O número é resultado do cruzamento dos dados sobre gastos de deputados com a cota parlamentar, registrados pela Câmara, e doações recebidas por candidatos, computados pelo Tribunal Superior Eleitoral.
No total, mais de R$ 3,5 milhões de empresas que receberam verbas públicas de deputados foram doados a eles, mostra o levantamento, feito pelo cientista de dados Leonardo Sales, 36. Sales, administrador com mestrado em economia, analisou 68.978 registros de doações e 793.463 de despesas das cotas parlamentares –recursos de cerca de R$ 40 mil mensais que cada deputado pode usar para gastos “exclusivamente vinculados ao exercício da atividade parlamentar”, segundo a Câmara.
Em ao menos 134 casos, o fornecedor (empresa ou pessoa física) doou diretamente ao deputado que o contratou. Nesses ciclos em que o dinheiro troca de mãos diretamente, foram gastos R$ 7,45 milhões em verbas da cota parlamentar entre 2013 e 2017 com empresas que doaram de volta R$ 3,3 milhões.
No total, R$ 3,5 milhões foram doados por empresas que receberam dinheiro público dos candidatos em compras com a cota parlamentar. Os ciclos de gasto e doação abrangem 108 dos 513 ocupantes da Câmara.
RELAÇÕES VICIADAS
Embora não haja impedimento às operações (em 2014, pessoas jurídicas ainda podiam financiar eleições), a prática pode indicar vícios da relação público-privada no Brasil, afirma Bruno Carazza, doutor em direito e autor do blog “O E$pírito das Leis”.
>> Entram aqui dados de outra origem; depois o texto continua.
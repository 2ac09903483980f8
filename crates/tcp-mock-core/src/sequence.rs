use rand::rngs::StdRng;
use rand::{Rng, SeedableRng};
use tcp_mock_abstract::{SEQUENCE_LIMIT, SequenceSource};

/// Uniform pseudo-random initial sequence numbers in `0..SEQUENCE_LIMIT`.
pub struct RandomSequence {
    rng: StdRng,
}

impl RandomSequence {
    pub fn from_seed(seed: u64) -> Self {
        Self {
            rng: StdRng::seed_from_u64(seed),
        }
    }

    pub fn from_os_rng() -> Self {
        Self {
            rng: StdRng::from_os_rng(),
        }
    }

    /// Seeded when `seed` is given, OS entropy otherwise.
    pub fn new(seed: Option<u64>) -> Self {
        match seed {
            Some(seed) => Self::from_seed(seed),
            None => Self::from_os_rng(),
        }
    }
}

impl SequenceSource for RandomSequence {
    fn next_sequence(&mut self) -> u32 {
        self.rng.random::<u32>() % SEQUENCE_LIMIT
    }
}

/// Hands out a scripted list of sequence numbers, then keeps repeating the last one.
#[derive(Debug, Clone)]
pub struct FixedSequence {
    values: Vec<u32>,
    next: usize,
}

impl FixedSequence {
    pub fn new(values: impl Into<Vec<u32>>) -> Self {
        Self {
            values: values.into(),
            next: 0,
        }
    }

    pub fn constant(value: u32) -> Self {
        Self::new(vec![value])
    }
}

impl SequenceSource for FixedSequence {
    fn next_sequence(&mut self) -> u32 {
        let idx = self.next.min(self.values.len().saturating_sub(1));
        self.next += 1;
        self.values.get(idx).copied().unwrap_or_default()
    }
}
Para ele, a própria existência da cota parlamentar “é algo, por si só, difícil de ser justificada”: “Por que um parlamentar tem direito a R$ 40 mil por mês para gastar com jornais, aluguel, transporte, gasolina? Além das questões éticas, isso desequilibra o jogo eleitoral em favor de quem busca a reeleição, o que é antidemocrático”.